MATERIAL FOR THIS TASK START

impl ApiErrorKind {
    /// Maps a wire code plus its detail object to the matching variant.
    pub fn classify(code: &str, detail: &serde_json::Value) -> Option<Self> {
        let kind = match code {
            "certificate_not_found" => Self::CertificateNotFound,
            "country_not_found" => Self::CountryNotFound,
            "country_state_not_found" => Self::CountryStateNotFound,
            "currency_not_found" => Self::CurrencyNotFound,
            "dns_record_not_found" => Self::DnsRecordNotFound,
            "dns_zone_not_found" => Self::DnsZoneNotFound,
            "dns_zone_not_verified" => Self::DnsZoneNotVerified,
            "data_center_not_found" => Self::DataCenterNotFound,
            "deletion_restricted" => Self::DeletionRestricted(decode(detail)),
            "disk_backup_policy_not_found" => Self::DiskBackupPolicyNotFound,
            "disk_not_found" => Self::DiskNotFound,
            "disk_template_not_found" => Self::DiskTemplateNotFound,
            "disk_template_version_not_found" => Self::DiskTemplateVersionNotFound,
            "flexible_resources_unavailable_to_organization" => {
                Self::FlexibleResourcesUnavailableToOrganization
            }
            "ip_address_not_found" => Self::IpAddressNotFound,
            "ip_already_allocated" => Self::IpAlreadyAllocated,
            "identity_not_linked_to_web_session" => Self::IdentityNotLinkedToWebSession,
            "interface_not_found" => Self::InterfaceNotFound,
            "invalid_ip" => Self::InvalidIp,
            "invalid_spec_xml" => Self::InvalidSpecXml(decode(detail)),
            "load_balancer_not_found" => Self::LoadBalancerNotFound,
            "load_balancer_rule_not_found" => Self::LoadBalancerRuleNotFound,
            "location_required" => Self::LocationRequired,
            "network_not_found" => Self::NetworkNotFound,
            "network_speed_profile_not_found" => Self::NetworkSpeedProfileNotFound,
            "no_allocation" => Self::NoAllocation,
            "no_available_addresses" => Self::NoAvailableAddresses,
            "no_interface_available" => Self::NoInterfaceAvailable,
            "no_user_associated_with_identity" => Self::NoUserAssociatedWithIdentity,
            "object_in_trash" => Self::ObjectInTrash(decode(detail)),
            "operating_system_not_found" => Self::OperatingSystemNotFound,
            "organization_limit_reached" => Self::OrganizationLimitReached,
            "organization_not_activated" => Self::OrganizationNotActivated,
            "organization_not_found" => Self::OrganizationNotFound,
            "organization_suspended" => Self::OrganizationSuspended,
            "permission_denied" => Self::PermissionDenied(decode(detail)),
            "rate_limit_reached" => Self::RateLimitReached(decode(detail)),
            "resource_creation_restricted" => Self::ResourceCreationRestricted(decode(detail)),
            "resource_does_not_support_unallocation" => Self::ResourceDoesNotSupportUnallocation,
            "ssh_key_not_found" => Self::SshKeyNotFound,
            "security_group_not_found" => Self::SecurityGroupNotFound,
            "security_group_rule_not_found" => Self::SecurityGroupRuleNotFound,
            "speed_profile_already_assigned" => Self::SpeedProfileAlreadyAssigned,
            "tag_not_found" => Self::TagNotFound,
            "task_not_found" => Self::TaskNotFound,
            "task_queueing_error" => Self::TaskQueueing(decode(detail)),
            "trash_object_not_found" => Self::TrashObjectNotFound,
            "validation_error" => Self::Validation(decode(detail)),
            "build_not_found" => Self::VirtualMachineBuildNotFound,
            "virtual_machine_group_not_found" => Self::VirtualMachineGroupNotFound,
            "virtual_machine_must_be_started" => Self::VirtualMachineMustBeStarted(decode(detail)),
            "virtual_machine_network_interface_not_found" => {
                Self::VirtualMachineNetworkInterfaceNotFound
            }
            "virtual_machine_not_found" => Self::VirtualMachineNotFound,
            "package_not_found" => Self::VirtualMachinePackageNotFound,
            "zone_not_found" => Self::ZoneNotFound,
            _ => return None,
        };
        Some(kind)
    }

    /// The wire code for this variant.
    pub fn code(&self) -> &'static str {
        match self {
            Self::CertificateNotFound => "certificate_not_found",
            Self::CountryNotFound => "country_not_found",
            Self::CountryStateNotFound => "country_state_not_found",
            Self::CurrencyNotFound => "currency_not_found",
            Self::DnsRecordNotFound => "dns_record_not_found",
            Self::DnsZoneNotFound => "dns_zone_not_found",
            Self::DnsZoneNotVerified => "dns_zone_not_verified",
            Self::DataCenterNotFound => "data_center_not_found",
            Self::DeletionRestricted(_) => "deletion_restricted",
            Self::DiskBackupPolicyNotFound => "disk_backup_policy_not_found",
            Self::DiskNotFound => "disk_not_found",
            Self::DiskTemplateNotFound => "disk_template_not_found",
            Self::DiskTemplateVersionNotFound => "disk_template_version_not_found",
            Self::FlexibleResourcesUnavailableToOrganization => {
                "flexible_resources_unavailable_to_organization"
            }
            Self::IpAddressNotFound => "ip_address_not_found",
            Self::IpAlreadyAllocated => "ip_already_allocated",
            Self::IdentityNotLinkedToWebSession => "identity_not_linked_to_web_session",
            Self::InterfaceNotFound => "interface_not_found",
            Self::InvalidIp => "invalid_ip",
            Self::InvalidSpecXml(_) => "invalid_spec_xml",
            Self::LoadBalancerNotFound => "load_balancer_not_found",
            Self::LoadBalancerRuleNotFound => "load_balancer_rule_not_found",
            Self::LocationRequired => "location_required",
            Self::NetworkNotFound => "network_not_found",
            Self::NetworkSpeedProfileNotFound => "network_speed_profile_not_found",
            Self::NoAllocation => "no_allocation",
            Self::NoAvailableAddresses => "no_available_addresses",
            Self::NoInterfaceAvailable => "no_interface_available",
            Self::NoUserAssociatedWithIdentity => "no_user_associated_with_identity",
            Self::ObjectInTrash(_) => "object_in_trash",
            Self::OperatingSystemNotFound => "operating_system_not_found",
            Self::OrganizationLimitReached => "organization_limit_reached",
            Self::OrganizationNotActivated => "organization_not_activated",
            Self::OrganizationNotFound => "organization_not_found",
            Self::OrganizationSuspended => "organization_suspended",
            Self::PermissionDenied(_) => "permission_denied",
            Self::RateLimitReached(_) => "rate_limit_reached",
            Self::ResourceCreationRestricted(_) => "resource_creation_restricted",
            Self::ResourceDoesNotSupportUnallocation => "resource_does_not_support_unallocation",
            Self::SshKeyNotFound => "ssh_key_not_found",
            Self::SecurityGroupNotFound => "security_group_not_found",
            Self::SecurityGroupRuleNotFound => "security_group_rule_not_found",
            Self::SpeedProfileAlreadyAssigned => "speed_profile_already_assigned",
            Self::TagNotFound => "tag_not_found",
            Self::TaskNotFound => "task_not_found",
            Self::TaskQueueing(_) => "task_queueing_error",
            Self::TrashObjectNotFound => "trash_object_not_found",
            Self::Validation(_) => "validation_error",
            Self::VirtualMachineBuildNotFound => "build_not_found",
            Self::VirtualMachineGroupNotFound => "virtual_machine_group_not_found",
            Self::VirtualMachineMustBeStarted(_) => "virtual_machine_must_be_started",
            Self::VirtualMachineNetworkInterfaceNotFound => {
                "virtual_machine_network_interface_not_found"
            }
            Self::VirtualMachineNotFound => "virtual_machine_not_found",
            Self::VirtualMachinePackageNotFound => "package_not_found",
            Self::ZoneNotFound => "zone_not_found",
        }
    }

    /// The coarse category this code belongs to.
    pub fn category(&self) -> Category {
        match self {
            Self::IdentityNotLinkedToWebSession | Self::InvalidSpecXml(_) => Category::BadRequest,
            Self::FlexibleResourcesUnavailableToOrganization
            | Self::OrganizationNotActivated
            | Self::OrganizationSuspended
            | Self::PermissionDenied(_)
            | Self::ResourceCreationRestricted(_) => Category::Forbidden,
            Self::ObjectInTrash(_)
            | Self::TaskQueueing(_)
            | Self::VirtualMachineMustBeStarted(_) => Category::NotAcceptable,
            Self::DeletionRestricted(_) | Self::ResourceDoesNotSupportUnallocation => {
                Category::Conflict
            }
            Self::DnsZoneNotVerified
            | Self::IpAlreadyAllocated
            | Self::InvalidIp
            | Self::LocationRequired
            | Self::NoAllocation
            | Self::NoInterfaceAvailable
            | Self::OrganizationLimitReached
            | Self::SpeedProfileAlreadyAssigned
            | Self::Validation(_) => Category::UnprocessableEntity,
            Self::RateLimitReached(_) => Category::TooManyRequests,
            Self::NoAvailableAddresses => Category::ServiceUnavailable,
            _ => Category::NotFound,
        }
    }

    /// Renders the salient detail field for the message, when one is present
    /// and non-empty.
    fn rendered_detail(&self) -> Option<String> {
        match self {
            Self::InvalidSpecXml(Some(d)) if !d.errors.is_empty() => Some(d.errors.clone()),
            Self::ObjectInTrash(Some(d)) => d
                .trash_object
                .as_ref()
                .map(|t| format!("trash_object_id={}", t.id)),
            Self::PermissionDenied(Some(d)) => d
                .details
                .as_deref()
                .filter(|s| !s.is_empty())
                .map(str::to_string),
            Self::RateLimitReached(Some(d)) if d.total_permitted != 0 => {
                Some(format!("max requests per minute: {}", d.total_permitted))
            }
            Self::ResourceCreationRestricted(Some(d)) if !d.errors.is_empty() => {
                Some(d.errors.join(", "))
            }
            Self::TaskQueueing(Some(d)) if !d.details.is_empty() => Some(d.details.clone()),
            Self::Validation(Some(d)) if !d.errors.is_empty() => Some(d.errors.join(", ")),
            Self::VirtualMachineMustBeStarted(Some(d)) if !d.current_state.is_empty() => {
                Some(format!("current_state={}", d.current_state))
            }
            _ => None,
        }
    }
}
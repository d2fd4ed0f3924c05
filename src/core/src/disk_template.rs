// Copyright 2025 Katapult Rust Contributors
//
// Licensed under the Apache License, Version 2.0 (the "License");
// you may not use this file except in compliance with the License.
// You may obtain a copy of the License at
//
//     https://www.apache.org/licenses/LICENSE-2.0
//
// Unless required by applicable law or agreed to in writing, software
// distributed under the License is distributed on an "AS IS" BASIS,
// WITHOUT WARRANTIES OR CONDITIONS OF ANY KIND, either express or implied.
// See the License for the specific language governing permissions and
// limitations under the License.

use crate::field_name::FieldName;
use katapult::query::{QueryValues, Queryable};

/// A disk image that new virtual machines can be built from.
#[derive(Clone, Debug, Default, PartialEq, serde::Deserialize, serde::Serialize)]
#[serde(default)]
pub struct DiskTemplate {
    pub id: String,
    pub name: String,
    pub description: String,
    pub permalink: String,
    pub universal: bool,
    pub latest_version: Option<DiskTemplateVersion>,
}

impl DiskTemplate {
    /// Reduces this object to a single-field reference. Priority: `id`,
    /// then `permalink`.
    pub fn lookup_ref(&self) -> Option<DiskTemplateRef> {
        if !self.id.is_empty() {
            return Some(DiskTemplateRef::Id(self.id.clone()));
        }
        if !self.permalink.is_empty() {
            return Some(DiskTemplateRef::Permalink(self.permalink.clone()));
        }
        None
    }
}

/// A published revision of a disk template.
#[derive(Clone, Debug, Default, PartialEq, serde::Deserialize, serde::Serialize)]
#[serde(default)]
pub struct DiskTemplateVersion {
    pub id: String,
    pub number: u32,
    pub stable: bool,
    pub size_in_gb: u32,
}

/// A key/value installation option passed alongside a disk template when
/// building a virtual machine.
#[derive(Clone, Debug, Default, PartialEq, Eq, serde::Deserialize, serde::Serialize)]
#[serde(default)]
pub struct DiskTemplateOption {
    pub key: String,
    pub value: String,
}

/// A single-field reference to a disk template.
#[derive(Clone, Debug, PartialEq, Eq, serde::Deserialize, serde::Serialize)]
#[serde(rename_all = "snake_case")]
pub enum DiskTemplateRef {
    Id(String),
    Permalink(String),
}

impl DiskTemplateRef {
    /// Classifies an ambiguous caller string by the `dtpl_` ID prefix.
    pub fn lookup(id_or_permalink: &str) -> (Self, FieldName) {
        if id_or_permalink.starts_with("dtpl_") {
            (Self::Id(id_or_permalink.to_string()), FieldName::Id)
        } else {
            (Self::Permalink(id_or_permalink.to_string()), FieldName::Permalink)
        }
    }
}

impl Queryable for DiskTemplateRef {
    fn query_values(&self) -> QueryValues {
        let mut v = QueryValues::new();
        match self {
            Self::Id(id) => v.set("disk_template[id]", id.as_str()),
            Self::Permalink(permalink) => v.set("disk_template[permalink]", permalink.as_str()),
        }
        v
    }
}

#[cfg(test)]
mod tests {
    use super::*;
    use crate::FieldName;
    use test_case::test_case;

    #[test_case("dtpl_abc123", FieldName::Id; "prefixed id")]
    #[test_case("templates/ubuntu-22-04", FieldName::Permalink; "permalink")]
    fn lookup_classifies(input: &str, expected: FieldName) {
        let (_, field) = DiskTemplateRef::lookup(input);
        assert_eq!(field, expected);
    }

    #[test]
    fn lookup_ref_priority() {
        let template = DiskTemplate {
            id: "dtpl_abc".into(),
            permalink: "templates/debian-12".into(),
            ..Default::default()
        };
        assert_eq!(template.lookup_ref(), Some(DiskTemplateRef::Id("dtpl_abc".into())));

        let template = DiskTemplate {
            permalink: "templates/debian-12".into(),
            ..Default::default()
        };
        assert_eq!(
            template.lookup_ref(),
            Some(DiskTemplateRef::Permalink("templates/debian-12".into()))
        );
    }

    #[test]
    fn ref_query_keys() {
        let v = DiskTemplateRef::Id("dtpl_abc".into()).query_values();
        assert_eq!(v.get("disk_template[id]"), Some("dtpl_abc"));
    }
}
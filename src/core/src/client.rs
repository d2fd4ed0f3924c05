// Copyright 2025 Katapult Rust Contributors
//
// Licensed under the Apache License, Version 2.0 (the "License");
// you may not use this file except in compliance with the License.
// You may obtain a copy of the License at
//
//     https://www.apache.org/licenses/LICENSE-2.0
//
// Unless required by applicable law or agreed to in writing, software
// distributed under the License is distributed on an "AS IS" BASIS,
// WITHOUT WARRANTIES OR CONDITIONS OF ANY KIND, either express or implied.
// See the License for the specific language governing permissions and
// limitations under the License.

use crate::errors::handle_response_error;
use katapult::query::QueryValues;
use katapult::{Response, Result};

/// A client for the Katapult Core API.
///
/// Thin aggregation of the per-resource clients over a shared transport;
/// cloning is cheap.
#[derive(Clone, Debug)]
pub struct Client {
    transport: katapult::Client,
}

impl Client {
    pub fn new(transport: katapult::Client) -> Self {
        Self { transport }
    }

    pub fn data_centers(&self) -> crate::DataCentersClient {
        crate::DataCentersClient::new(self.transport.clone())
    }

    pub fn dns_zones(&self) -> crate::DnsZonesClient {
        crate::DnsZonesClient::new(self.transport.clone())
    }

    pub fn ip_addresses(&self) -> crate::IpAddressesClient {
        crate::IpAddressesClient::new(self.transport.clone())
    }

    pub fn networks(&self) -> crate::NetworksClient {
        crate::NetworksClient::new(self.transport.clone())
    }

    pub fn organizations(&self) -> crate::OrganizationsClient {
        crate::OrganizationsClient::new(self.transport.clone())
    }

    pub fn tasks(&self) -> crate::TasksClient {
        crate::TasksClient::new(self.transport.clone())
    }

    pub fn trash_objects(&self) -> crate::TrashObjectsClient {
        crate::TrashObjectsClient::new(self.transport.clone())
    }

    pub fn virtual_machines(&self) -> crate::VirtualMachinesClient {
        crate::VirtualMachinesClient::new(self.transport.clone())
    }

    pub fn virtual_machine_builds(&self) -> crate::VirtualMachineBuildsClient {
        crate::VirtualMachineBuildsClient::new(self.transport.clone())
    }
}

/// Issues a Core API request and classifies any error envelope into the
/// taxonomy.
pub(crate) async fn execute<I, O>(
    transport: &katapult::Client,
    method: reqwest::Method,
    path: &str,
    query: &QueryValues,
    body: Option<&I>,
) -> Result<Response<O>>
where
    I: serde::Serialize + ?Sized,
    O: serde::de::DeserializeOwned + Default,
{
    transport
        .execute(method, path, query, body)
        .await
        .map_err(handle_response_error)
}

/// Extracts a required body key, keeping the response metadata.
pub(crate) fn unwrap_field<T>(
    response: Response<Option<T>>,
    key: &str,
) -> Result<Response<T>> {
    let status = response.status();
    let pagination = response.pagination().cloned();
    match response.into_body() {
        Some(body) => Ok(Response::new(status, body).with_pagination(pagination)),
        None => Err(katapult::Error::deser(format!(
            "response body missing the {key} key"
        ))),
    }
}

MATERIAL FOR THIS TASK END

Copy out each line of the data that has the word "DataCentersClient" in it.

- **SOLUTION**
    pub fn data_centers(&self) -> crate::DataCentersClient {
        crate::DataCentersClient::new(self.transport.clone())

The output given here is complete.